2025 Poster Presentations
P058: ANATOMICAL INSIGHTS INTO THE INFERIOR COMPARTMENT OF THE CAVERNOUS SINUS: A DETAILED REAPPRAISAL IN ENDOSCOPIC ENDONASAL SURGERY
Yuanzhi Xu1; Tatsuya Uchida1; Jonathan Rychen1; Felip Constanzo1; Limin Xiao1; Alix Bex1; Vera Vigo1; Vladimir Ljubimov1; Aaron Cohen-Gadol2; Juan Fernandez-Miranda1; 1Stanford Hospital; 2The Neurosurgical Atlas
OBJECTIVE: The inferior compartment of the cavernous sinus (CS) plays a critical role in endoscopic endonasal surgery, serving as the “safest entry zone” for accessing the CS and as a pivotal hub for navigating to other compartments. This study aims to delineate the anatomical landmarks of this compartment and explore the surgical implications involved in tumor resection.
METHODS: Thirty-nine colored-silicone–injected specimens were utilized in this study, in which nineteen underwent transcranial dissection and twenty were dissected using an endoscopic endonasal approach. Two illustrative cases highlighting the technique nuances in the inferior compartment were included to contextualize the anatomical findings.
RESULTS: The boundaries of the inferior compartment are defined by the inferior surface of the horizontal subsegment of the cavernous internal carotid artery (ICA) superiorly, the short vertical subsegment of the cavernous ICA posteriorly, and imaginary lines extending from the upper surface of the lingual process to the maxillary strut inferiorly, and the lower portion of an imaginary line extending from the maxillary strut to the optic strut anteriorly. (Figure 1 A, B) Three distinct morphological types of ligament are identified: 1) Type-A of inferior parasellar ligament (IPL) is anchored medially at the medial wall of the CS and laterally at the inferior surface of the horizontal subsegment of ICA and the adjacent dura; 2) Type-B of IPL, similar to Type-A but with a more inferior lateral anchor at the anterior wall of the clival ICA; 3) Inferior intracavernous ligament (IIL) is oriented vertically with its upper anchor located beneath the horizontal subsegment, and its lower anchor at the anterior wall of the clival ICA. (Figure 1 C, D) Additionally, five venous outlets of the inferior compartment were identified, including: 1) a posterior connection with the posterior compartment of the CS; 2) a superomedial connection with the dorsum clinoid space (DCS); 3) a lateral connection with the lateral compartment of the CS; 4) an anterior connection with the ophthalmic veins and the sphenoparietal sinus; and 5) an inferior connection with the pterygoid venous plexus. (Figure 1 E, F)
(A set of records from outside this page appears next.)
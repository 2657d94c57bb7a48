//! Anchor entity: immutable identity plus engine-driven pose and status.

use parking_lot::RwLock;
use tracing::{debug, warn};

use crate::geometry::SE3;
use crate::system::channel::{EventChannel, SubscriptionId};

use super::types::{AnchorId, AnchorPayload, AnchorStatus};

/// Engine-reported change to a single anchor.
#[derive(Debug, Clone, PartialEq)]
pub struct AnchorUpdate {
    pub id: AnchorId,
    pub status: AnchorStatus,
    /// New local pose. Ignored unless the status is resolved.
    pub pose: Option<SE3>,
    /// Restoration payload, delivered once the engine has produced it.
    pub payload: Option<AnchorPayload>,
}

#[derive(Debug)]
struct AnchorState {
    local_pose: Option<SE3>,
    status: AnchorStatus,
    payload: Option<AnchorPayload>,
    disposed: bool,
}

/// A persistent pose tied to a real-world location.
///
/// Anchors are shared as `Arc<Anchor>`: the registry holds the authoritative
/// handle and every client handle points at the same instance, so pose and
/// status updates are seen by all holders.
pub struct Anchor {
    id: AnchorId,
    state: RwLock<AnchorState>,
    updates: EventChannel<AnchorUpdate>,
}

impl Anchor {
    /// Anchor created from a known local pose. Resolved immediately.
    pub fn created(id: AnchorId, local_pose: SE3) -> Self {
        Self::with_state(
            id,
            AnchorState {
                local_pose: Some(local_pose),
                status: AnchorStatus::Success,
                payload: None,
                disposed: false,
            },
        )
    }

    /// Anchor restored from a payload. Pending until the engine resolves it.
    pub fn restored(id: AnchorId, payload: AnchorPayload) -> Self {
        Self::with_state(
            id,
            AnchorState {
                local_pose: None,
                status: AnchorStatus::Pending,
                payload: Some(payload),
                disposed: false,
            },
        )
    }

    fn with_state(id: AnchorId, state: AnchorState) -> Self {
        Self {
            id,
            state: RwLock::new(state),
            updates: EventChannel::new(),
        }
    }

    pub fn id(&self) -> AnchorId {
        self.id
    }

    /// Pose in the session's local frame, `None` while unresolved.
    pub fn local_pose(&self) -> Option<SE3> {
        self.state.read().local_pose
    }

    pub fn status(&self) -> AnchorStatus {
        self.state.read().status
    }

    pub fn payload(&self) -> Option<AnchorPayload> {
        self.state.read().payload.clone()
    }

    pub fn is_disposed(&self) -> bool {
        self.state.read().disposed
    }

    /// Follow engine updates for this anchor.
    pub fn subscribe<F>(&self, handler: F) -> SubscriptionId
    where
        F: Fn(&AnchorUpdate) + Send + Sync + 'static,
    {
        self.updates.subscribe(handler)
    }

    pub fn unsubscribe(&self, id: SubscriptionId) -> bool {
        self.updates.unsubscribe(id)
    }

    /// Apply an engine update. Returns false if the update was ignored.
    ///
    /// Updates carrying a non-finite pose are dropped. A payload, once set,
    /// is never replaced.
    pub(crate) fn apply_update(&self, update: &AnchorUpdate) -> bool {
        if update.id != self.id {
            return false;
        }
        if update.pose.is_some_and(|pose| !pose.is_finite()) {
            warn!("Ignoring non-finite pose for anchor {}", self.id);
            return false;
        }

        {
            let mut state = self.state.write();
            if state.disposed {
                debug!("Ignoring update for disposed anchor {}", self.id);
                return false;
            }

            state.status = update.status;
            if update.status.is_resolved() {
                if let Some(pose) = update.pose {
                    state.local_pose = Some(pose);
                }
            } else if update.status == AnchorStatus::Pending {
                state.local_pose = None;
            }

            if state.payload.is_none() {
                state.payload = update.payload.clone();
            }
        }

        self.updates.publish(update);
        true
    }

    /// Release subscribers and stop accepting updates.
    pub(crate) fn dispose(&self) {
        self.state.write().disposed = true;
        self.updates.clear();
    }
}

impl std::fmt::Debug for Anchor {
    fn fmt(&self, f: &mut std::fmt::Formatter<'_>) -> std::fmt::Result {
        let state = self.state.read();
        f.debug_struct("Anchor")
            .field("id", &self.id)
            .field("status", &state.status)
            .field("local_pose", &state.local_pose)
            .field("payload", &state.payload)
            .field("disposed", &state.disposed)
            .finish()
    }
}

#[cfg(test)]
mod tests {
    use std::sync::Arc;

    use nalgebra::Vector3;
    use parking_lot::Mutex;

    use super::*;

    fn resolved_update(id: AnchorId) -> AnchorUpdate {
        AnchorUpdate {
            id,
            status: AnchorStatus::Success,
            pose: Some(SE3::from_translation(Vector3::new(1.0, 0.0, 0.0))),
            payload: Some(AnchorPayload::from(vec![9u8])),
        }
    }

    #[test]
    fn test_created_anchor_is_resolved() {
        let pose = SE3::from_translation(Vector3::new(0.0, 1.0, 0.0));
        let anchor = Anchor::created(AnchorId::new_v4(), pose);

        assert_eq!(anchor.status(), AnchorStatus::Success);
        assert_eq!(anchor.local_pose(), Some(pose));
        assert!(anchor.payload().is_none());
    }

    #[test]
    fn test_restored_anchor_is_pending_with_payload() {
        let payload = AnchorPayload::from(vec![1u8, 2]);
        let anchor = Anchor::restored(AnchorId::new_v4(), payload.clone());

        assert_eq!(anchor.status(), AnchorStatus::Pending);
        assert!(anchor.local_pose().is_none());
        assert_eq!(anchor.payload(), Some(payload));
    }

    #[test]
    fn test_update_resolves_pending_anchor_and_notifies() {
        let original = AnchorPayload::from(vec![1u8]);
        let anchor = Anchor::restored(AnchorId::new_v4(), original.clone());
        let seen = Arc::new(Mutex::new(Vec::new()));
        let seen_in = Arc::clone(&seen);
        anchor.subscribe(move |u| seen_in.lock().push(u.status));

        assert!(anchor.apply_update(&resolved_update(anchor.id())));

        assert_eq!(anchor.status(), AnchorStatus::Success);
        assert!(anchor.local_pose().is_some());
        // Restoration payload is immutable.
        assert_eq!(anchor.payload(), Some(original));
        assert_eq!(*seen.lock(), vec![AnchorStatus::Success]);
    }

    #[test]
    fn test_update_for_other_id_is_ignored() {
        let anchor = Anchor::restored(AnchorId::new_v4(), AnchorPayload::from(vec![1u8]));

        assert!(!anchor.apply_update(&resolved_update(AnchorId::new_v4())));
        assert_eq!(anchor.status(), AnchorStatus::Pending);
    }

    #[test]
    fn test_non_finite_pose_is_rejected() {
        let anchor = Anchor::restored(AnchorId::new_v4(), AnchorPayload::from(vec![1u8]));
        let update = AnchorUpdate {
            pose: Some(SE3::from_translation(Vector3::new(f64::NAN, 0.0, 0.0))),
            ..resolved_update(anchor.id())
        };

        assert!(!anchor.apply_update(&update));
        assert_eq!(anchor.status(), AnchorStatus::Pending);
        assert!(anchor.local_pose().is_none());
    }

    #[test]
    fn test_disposed_anchor_ignores_updates() {
        let anchor = Anchor::created(AnchorId::new_v4(), SE3::identity());
        anchor.subscribe(|_| panic!("disposed anchors must not notify"));
        anchor.dispose();

        assert!(anchor.is_disposed());
        assert!(!anchor.apply_update(&resolved_update(anchor.id())));
    }
}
CONCLUSIONS: This study elucidates the complex anatomical intricacies of the inferior compartment of the CS, enhancing the safety and efficacy of the endoscopic endonasal approach. Detailed knowledge of key surgical landmarks significantly improves surgical outcomes, reducing the risk of complications.
Figure 1. Microsurgical anatomy of inferior compartment of cavernous sinus.